The Myth of China’s Economic Reform
Can we please have a moratorium on the word “Likonomics”? Premier Li Keqiang’s plans to overhaul the Chinese economy have hardly earned such a grand moniker yet.
Say what you will about “Thatchernomics” or “Reaganomics,” but Margaret Thatcher and Ronald Reagan fundamentally altered the British and American economies. No one is rolling their eyes at “Aquinomics,” President Benigno Aquino’s thus-far successful prescription for the Philippines, the onetime “sick man of Asia.” By contrast, Likonomics is a ridiculously premature nod to ideas that are, at best, still on the drawing board and might never come off it.
In Japan, economists and a cheerleading media now seem to realize they bought into “Abenomics” too hastily, creating the myth that Prime Minister Shinzo Abe’s revival plan is succeeding when it has only just begun. Game-changing reform efforts take several years to implement. We are a long way from knowing if Li has the skill or political will to manhandle China onto a more sustainable growth path, led by domestic demand.
How will we know? There are three clues to whether Likonomics is more than a hollow slogan.
First, can Li avoid further stimulus? The premier’s supposed shock-therapy program already has its own myth: that China is engineering a sharp slowdown. Li doesn’t WANT growth to slide toward 5 percent -- no Chinese leader in his right mind would at a time when protests are becoming commonplace. Rather, China’s export- and investment-led growth model is burning out on Li’s watch.
Well before Li and President Xi Jinping officially took the reins in March, exports were falling, manufacturing was contracting and economists were downgrading forecasts. Big reforms are always easier when growth is booming. If Li could wave a magic wand and get gross domestic product back into double-digit territory without pumping more air into China’s credit bubble, he would in a Shanghai minute. He needs reasonable growth to stabilize his power base and figure out how to turn the economy upside down without crashing it.
At the same time, Li’s program is about “deceleration, deleveraging and improving growth quality,” according to economist Huang Yiping of Barclays Capital Asia Ltd. in Hong Kong, who is credited with coining the term Likonomics. Carrying it out will hasten China’s downshift. The premier is sure to face mounting calls for the government to throw new cash at the economy -- from businesses and from 1.3 billion Chinese, who are becoming more vocal and defiant.
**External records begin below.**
mod bot;
mod stats;
mod summary;

use std::path::PathBuf;
use std::sync::Arc;
use std::sync::atomic::{AtomicBool, Ordering};
use std::time::{Duration, Instant};

use clap::Parser;
use tokio::time::MissedTickBehavior;

use skirmish::{
    Arena, ArenaConfig, ArenaEvent, ClientConfig, Clock, FixedTimestep, NetworkSession,
    SessionEvent, SystemClock, TestingGround,
};

use bot::BotBrain;
use stats::FrameStats;
use summary::{MatchSummary, TrafficSummary};

#[derive(Parser)]
#[command(name = "skirmish-client")]
#[command(about = "Headless skirmish player")]
struct Args {
    #[arg(short, long, help = "Relay address, e.g. 127.0.0.1:54555. Plays offline when omitted")]
    server: Option<String>,

    #[arg(short, long, default_value = "Bot")]
    name: String,

    #[arg(long, default_value_t = 30, help = "Seconds to play before exiting")]
    seconds: u64,

    #[arg(long, default_value_t = 60)]
    tick_rate: u32,

    #[arg(long, default_value_t = 20, help = "State publishes per second")]
    publish_rate: u32,

    #[arg(long, default_value_t = 20)]
    kill_limit: u32,

    #[arg(long, default_value_t = 600.0, help = "Distance at which the bot opens fire")]
    engage_range: f32,

    #[arg(long)]
    seed: Option<u64>,

    #[arg(long, help = "Write a JSON match summary to this path")]
    summary: Option<PathBuf>,
}

#[tokio::main]
async fn main() -> anyhow::Result<()> {
    env_logger::Builder::from_env(env_logger::Env::default().default_filter_or("info")).init();

    let args = Args::parse();
    let clock: Arc<dyn Clock> = Arc::new(SystemClock::new());

    let config = ArenaConfig {
        kill_limit: args.kill_limit,
        ..ArenaConfig::default()
    };
    let mut arena = Arena::new(config, TestingGround::build(), Arc::clone(&clock), args.seed);
    arena.start_game(&args.name);

    if let Some(server) = &args.server {
        let client_config = ClientConfig {
            publish_rate: args.publish_rate,
            ..ClientConfig::default()
        };
        match NetworkSession::connect(server, client_config, Arc::clone(&clock)).await {
            Ok(session) => arena.attach_session(session),
            Err(e) => log::warn!("Could not join {}: {}. Playing offline", server, e),
        }
    }

    let stop = Arc::new(AtomicBool::new(false));
    let ctrl_c = Arc::clone(&stop);
    tokio::spawn(async move {
        if tokio::signal::ctrl_c().await.is_ok() {
            ctrl_c.store(true, Ordering::SeqCst);
        }
    });

    let summary = play(&mut arena, &args, &stop).await;
    arena.close();

    match &args.summary {
        Some(path) => {
            summary.write_to(path)?;
            log::info!("Summary written to {}", path.display());
        }
        None => println!("{}", summary.to_json()?),
    }

    Ok(())
}

async fn play(arena: &mut Arena, args: &Args, stop: &AtomicBool) -> MatchSummary {
    let mut brain = BotBrain::new(args.seed.unwrap_or_else(rand::random), args.engage_range);
    let mut step = FixedTimestep::new(args.tick_rate);
    let mut frames = FrameStats::new();
    let mut deaths = 0;
    let mut shots_fired = 0;

    let mut ticker = tokio::time::interval(Duration::from_secs_f32(step.dt()));
    ticker.set_missed_tick_behavior(MissedTickBehavior::Skip);

    let started = Instant::now();
    let deadline = started + Duration::from_secs(args.seconds);
    let mut last_frame = Instant::now();

    while !stop.load(Ordering::SeqCst) && Instant::now() < deadline {
        ticker.tick().await;

        let now = Instant::now();
        let dt = now.duration_since(last_frame).as_secs_f32();
        last_frame = now;
        frames.record_frame(dt);

        step.accumulate(dt);
        while step.consume_tick() {
            let input = brain.think(arena);
            let loadout = arena.player().loadout();
            let before = (loadout.current_index(), loadout.current().current_ammo());
            arena.tick(step.dt(), &input);
            let loadout = arena.player().loadout();
            if loadout.current_index() == before.0 && loadout.current().current_ammo() < before.1 {
                shots_fired += 1;
            }
            frames.record_tick();
        }

        for event in arena.drain_events() {
            match event {
                ArenaEvent::Kill { victim_name, .. } => log::info!("Eliminated {}", victim_name),
                ArenaEvent::Died { source_id } => {
                    deaths += 1;
                    log::info!("Eliminated by player {}", source_id);
                }
                ArenaEvent::Respawned { position } => {
                    log::debug!("Back in at ({:.0}, {:.0})", position.x, position.y);
                }
                ArenaEvent::WentOffline => log::warn!("Relay gone, continuing offline"),
                ArenaEvent::Network(SessionEvent::PlayerJoined { id, username }) => {
                    log::info!("{} joined (player {})", username, id);
                }
                ArenaEvent::Network(SessionEvent::PlayerLeft { username, .. }) => {
                    log::info!("{} left", username);
                }
                ArenaEvent::Network(SessionEvent::Kill {
                    killer_name,
                    victim_name,
                    ..
                }) => log::info!("{} eliminated {}", killer_name, victim_name),
                ArenaEvent::Network(SessionEvent::ConnectionLost) => {}
            }
        }

        if let Some(winner) = arena.winner() {
            log::info!("{} reached {} kills", winner.username, winner.kills);
            break;
        }
    }

    log::info!(
        "Played {} ticks over {:.1}s ({:.0} fps)",
        frames.ticks(),
        started.elapsed().as_secs_f32(),
        frames.fps()
    );

    MatchSummary {
        username: arena.player().username().to_string(),
        local_id: arena.local_id(),
        online: arena.is_online(),
        duration_secs: started.elapsed().as_secs_f32(),
        ticks: frames.ticks(),
        kills: arena.player().kills(),
        deaths,
        shots_fired,
        leaderboard: arena.leaderboard(),
        winner: arena.winner(),
        traffic: arena.session().map(|s| TrafficSummary::from(s.stats())),
    }
}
Li himself has pledged that China’s growth and employment will stay above a certain floor. That raises doubts about whether he’s ready to accept the pain necessary to see through his reforms. Economists are already buzzing about a “Li Keqiang put” not unlike former Federal Reserve Chairman Alan Greenspan’s. More stimulus would only exacerbate China’s overcapacity problem and make the eventual debt reckoning bigger and costlier.
Second, is Li ready to allow a headline-grabbing default or two? The secret to China Inc.’s success has been plentiful and mispriced credit. Reckless borrowing, largely through local government-financing vehicles, was the fuel behind China’s years of double-digit growth. Special-purpose companies set up by authorities across China used this cheap money to fund giant infrastructure projects.
Companies such as China Rongsheng Heavy Industries Group Holdings Ltd., China’s biggest shipyard outside state control, are already begging for bailouts. Entire cities such as Ordos -- a white-elephant project in Inner Mongolia -- need help, too. According to the National Audit Office, the brand of financing vehicles that got Ordos in trouble amassed totaling $1.7 trillion at the end of 2010 (you can bet it’s much, much higher now).
Only after a big default or two will markets begin to price Chinese risk appropriately, allowing Beijing to liberalize interest rates. Is Li willing to accept the consequences -- turmoil in markets, mass unemployment and credit downgrades?
That’s nothing compared to the third test: inviting the Communist Party’s wrath. There’s ample reason to doubt Li’s doctorate in economics will help him navigate Beijing’s cutthroat politics. If you think Abe faces resistance from vested interests, imagine what awaits Li as he tries to get Communist Party power brokers, ambitious regional leaders, a vast network of state-owned companies and the Chinese people to make sacrifices.
Li must take on thousands of party stalwarts who make millions, or billions, of dollars from dodgy land grabs, insider trading and old-fashioned rent-seeking. Politics will stymie Li’s every effort to reduce the state’s role in the economy and create the vibrant private sector China needs in order to thrive. We’ll have a sense of whether he’s serious when the number of unnamed-source gripes in the official media starts to spike.
We are years from knowing if Li can live up to the example set by Deng Xiaoping, who truly did revolutionize China’s economic system. If Li can, Likonomics will deserve to go down in history as a model for developing nations everywhere. Until then, let’s give the phrase a rest.